By Tazorora TG  Musarurwa LLB, LLM 

Introduction

Human rights have become an integral part of our daily lives that it is rather impossible to find a single person who cannot tell you something about what they think human rights are. They have also become such a topical subject that it is no longer plausible to simply dismiss them as a Western phenomenon that has no business in Africa.

The history of the Southern African region, like most parts of Africa, has been a call for human rights. In pre-colonial times, the majority of people were denied basic political rights such as those pertaining to voting and fair trials. Black people’s movements were restricted by laws. In South Africa, the infamous Group Areas Act of 1950 divided the nation into areas by race and denied people of colour from building homes or establishing businesses in certain areas that were designated as ‘white areas’.

The region has also witnessed civil wars where the rules of war have taken a back seat and thousands of innocent civilians have been massacred by either of the sides fighting those wars. Furthermore, women have been subjected to a subservient role in their own lives and continue to be subject to the whims and caprices of their male counterparts.

There is without doubt an endless list of human rights abuses that have been inflicted on people within this region historically and that we continue to suffer up to this very day.

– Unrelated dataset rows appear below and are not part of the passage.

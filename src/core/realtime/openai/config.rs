//! OpenAI Realtime connection settings.

use serde::{Deserialize, Serialize};

use crate::core::tools::ToolDefinition;
use crate::core::turn_detect::TurnDetectionPolicy;

/// OpenAI Realtime API WebSocket endpoint.
pub const OPENAI_REALTIME_URL: &str = "wss://api.openai.com/v1/realtime";

/// Audio sample rate of `pcm16` input and output.
pub const OPENAI_REALTIME_SAMPLE_RATE: u32 = 24000;

pub const DEFAULT_REALTIME_MODEL: &str = "gpt-realtime";

// =============================================================================
// Voices
// =============================================================================

/// Voices accepted by the Realtime API.
#[derive(Debug, Clone, Copy, PartialEq, Eq, Default, Serialize, Deserialize)]
#[serde(rename_all = "lowercase")]
pub enum OpenAIRealtimeVoice {
    Alloy,
    Ash,
    Ballad,
    Cedar,
    Coral,
    Echo,
    #[default]
    Marin,
    Sage,
    Shimmer,
    Verse,
}

impl OpenAIRealtimeVoice {
    #[inline]
    pub fn as_str(&self) -> &'static str {
        match self {
            Self::Alloy => "alloy",
            Self::Ash => "ash",
            Self::Ballad => "ballad",
            Self::Cedar => "cedar",
            Self::Coral => "coral",
            Self::Echo => "echo",
            Self::Marin => "marin",
            Self::Sage => "sage",
            Self::Shimmer => "shimmer",
            Self::Verse => "verse",
        }
    }

    /// Parse from string, with fallback to default.
    pub fn from_str_or_default(s: &str) -> Self {
        Self::all()
            .iter()
            .copied()
            .find(|v| v.as_str().eq_ignore_ascii_case(s.trim()))
            .unwrap_or_default()
    }

    pub fn all() -> &'static [OpenAIRealtimeVoice] {
        &[
            Self::Alloy,
            Self::Ash,
            Self::Ballad,
            Self::Cedar,
            Self::Coral,
            Self::Echo,
            Self::Marin,
            Self::Sage,
            Self::Shimmer,
            Self::Verse,
        ]
    }
}

impl std::fmt::Display for OpenAIRealtimeVoice {
    fn fmt(&self, f: &mut std::fmt::Formatter<'_>) -> std::fmt::Result {
        write!(f, "{}", self.as_str())
    }
}

// =============================================================================
// Connection config
// =============================================================================

/// Everything needed to open one provider session.
#[derive(Debug, Clone, PartialEq)]
pub struct OpenAIRealtimeConfig {
    pub api_key: String,
    pub model: String,
    pub voice: OpenAIRealtimeVoice,
    pub instructions: Option<String>,
    /// Model used to transcribe user audio. `None` disables input transcripts.
    pub transcription_model: Option<String>,
    pub turn_detection: TurnDetectionPolicy,
    pub tools: Vec<ToolDefinition>,
    /// Override of the endpoint, used by tests.
    pub url: String,
}

impl Default for OpenAIRealtimeConfig {
    fn default() -> Self {
        Self {
            api_key: String::new(),
            model: DEFAULT_REALTIME_MODEL.to_string(),
            voice: OpenAIRealtimeVoice::default(),
            instructions: None,
            transcription_model: Some("whisper-1".to_string()),
            turn_detection: TurnDetectionPolicy::default(),
            tools: Vec::new(),
            url: OPENAI_REALTIME_URL.to_string(),
        }
    }
}

impl OpenAIRealtimeConfig {
    pub fn new(api_key: impl Into<String>) -> Self {
        Self {
            api_key: api_key.into(),
            ..Default::default()
        }
    }

    /// WebSocket URL with the model parameter.
    pub fn ws_url(&self) -> String {
        format!("{}?model={}", self.url, self.model)
    }
}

In spite of these considerations it is important to ponder whether SADC had a human rights agenda when it was established or at any point thereafter. Is SADC not simply a body meant to increase trade within the region and make it easier for its citizens to travel amongst the member states? If this be the case, then the Tribunal should surely be just a dispute resolution body meant to adjudicate upon some technical disputes that may arise within this integration process.

With all the above in mind, this short paper looks at what place human rights have within SADC’s agenda and whether the Tribunal has any business involving itself in the human rights terrain.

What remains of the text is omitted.